**AVAILABLE DATA:**
//! Short-lived OAuth `state` values tying an authorization redirect to the
//! local user who started it.

use std::collections::HashMap;
use std::time::Duration;
use tokio::sync::Mutex;
use tokio::time::Instant;

pub const OAUTH_STATE_TTL: Duration = Duration::from_secs(10 * 60);

struct PendingAuthorization {
    user_id: String,
    issued_at: Instant,
}

pub struct OAuthStateCache {
    ttl: Duration,
    pending: Mutex<HashMap<String, PendingAuthorization>>,
}

impl Default for OAuthStateCache {
    fn default() -> Self {
        Self::new(OAUTH_STATE_TTL)
    }
}

impl OAuthStateCache {
    pub fn new(ttl: Duration) -> Self {
        Self {
            ttl,
            pending: Mutex::new(HashMap::new()),
        }
    }

    /// Remember a fresh random state for `user_id` and return it.
    pub async fn issue(&self, user_id: &str) -> String {
        let state = uuid::Uuid::new_v4().simple().to_string();
        let now = Instant::now();
        let mut pending = self.pending.lock().await;
        pending.retain(|_, p| now.duration_since(p.issued_at) < self.ttl);
        pending.insert(
            state.clone(),
            PendingAuthorization {
                user_id: user_id.to_string(),
                issued_at: now,
            },
        );
        state
    }

    /// Consume `state`. Unknown, reused and expired values yield `None`.
    pub async fn redeem(&self, state: &str) -> Option<String> {
        let entry = self.pending.lock().await.remove(state)?;
        (entry.issued_at.elapsed() < self.ttl).then_some(entry.user_id)
    }
}

#[cfg(test)]
mod tests {
    use super::*;

    #[tokio::test(start_paused = true)]
    async fn state_redeems_once_for_its_user() {
        let cache = OAuthStateCache::default();
        let state = cache.issue("u-1").await;

        assert_eq!(cache.redeem(&state).await.as_deref(), Some("u-1"));
        assert_eq!(cache.redeem(&state).await, None);
        assert_eq!(cache.redeem("never-issued").await, None);
    }

    #[tokio::test(start_paused = true)]
    async fn state_expires_after_ttl() {
        let cache = OAuthStateCache::default();
        let fresh = cache.issue("u-1").await;
        let stale = cache.issue("u-2").await;

        tokio::time::advance(Duration::from_secs(9 * 60)).await;
        assert_eq!(cache.redeem(&fresh).await.as_deref(), Some("u-1"));

        tokio::time::advance(Duration::from_secs(61)).await;
        assert_eq!(cache.redeem(&stale).await, None);
    }
}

**TASK STATEMENT:** Produce a verbatim copy of each record above.

**YOUR RESPONSE:**
//! Short-lived OAuth `state` values tying an authorization redirect to the
//! local user who started it.

use std::collections::HashMap;
use std::time::Duration;
use tokio::sync::Mutex;
use tokio::time::Instant;

pub const OAUTH_STATE_TTL: Duration = Duration::from_secs(10 * 60);

struct PendingAuthorization {
    user_id: String,
    issued_at: Instant,
}

pub struct OAuthStateCache {
    ttl: Duration,
    pending: Mutex<HashMap<String, PendingAuthorization>>,
}

impl Default for OAuthStateCache {
    fn default() -> Self {
        Self::new(OAUTH_STATE_TTL)
    }
}

impl OAuthStateCache {
    pub fn new(ttl: Duration) -> Self {
        Self {
            ttl,
            pending: Mutex::new(HashMap::new()),
        }
    }

    /// Remember a fresh random state for `user_id` and return it.
    pub async fn issue(&self, user_id: &str) -> String {
        let state = uuid::Uuid::new_v4().simple().to_string();
        let now = Instant::now();
        let mut pending = self.pending.lock().await;
        pending.retain(|_, p| now.duration_since(p.issued_at) < self.ttl);
        pending.insert(
            state.clone(),
            PendingAuthorization {
                user_id: user_id.to_string(),
                issued_at: now,
            },
        );
        state
    }

    /// Consume `state`. Unknown, reused and expired values yield `None`.
    pub async fn redeem(&self, state: &str) -> Option<String> {
        let entry = self.pending.lock().await.remove(state)?;
        (entry.issued_at.elapsed() < self.ttl).then_some(entry.user_id)
    }
}

#[cfg(test)]
mod tests {
    use super::*;

    #[tokio::test(start_paused = true)]
    async fn state_redeems_once_for_its_user() {
        let cache = OAuthStateCache::default();
        let state = cache.issue("u-1").await;

        assert_eq!(cache.redeem(&state).await.as_deref(), Some("u-1"));
        assert_eq!(cache.redeem(&state).await, None);
        assert_eq!(cache.redeem("never-issued").await, None);
    }

    #[tokio::test(start_paused = true)]
    async fn state_expires_after_ttl() {
        let cache = OAuthStateCache::default();
        let fresh = cache.issue("u-1").await;
        let stale = cache.issue("u-2").await;

        tokio::time::advance(Duration::from_secs(9 * 60)).await;
        assert_eq!(cache.redeem(&fresh).await.as_deref(), Some("u-1"));

        tokio::time::advance(Duration::from_secs(61)).await;
        assert_eq!(cache.redeem(&stale).await, None);
    }
}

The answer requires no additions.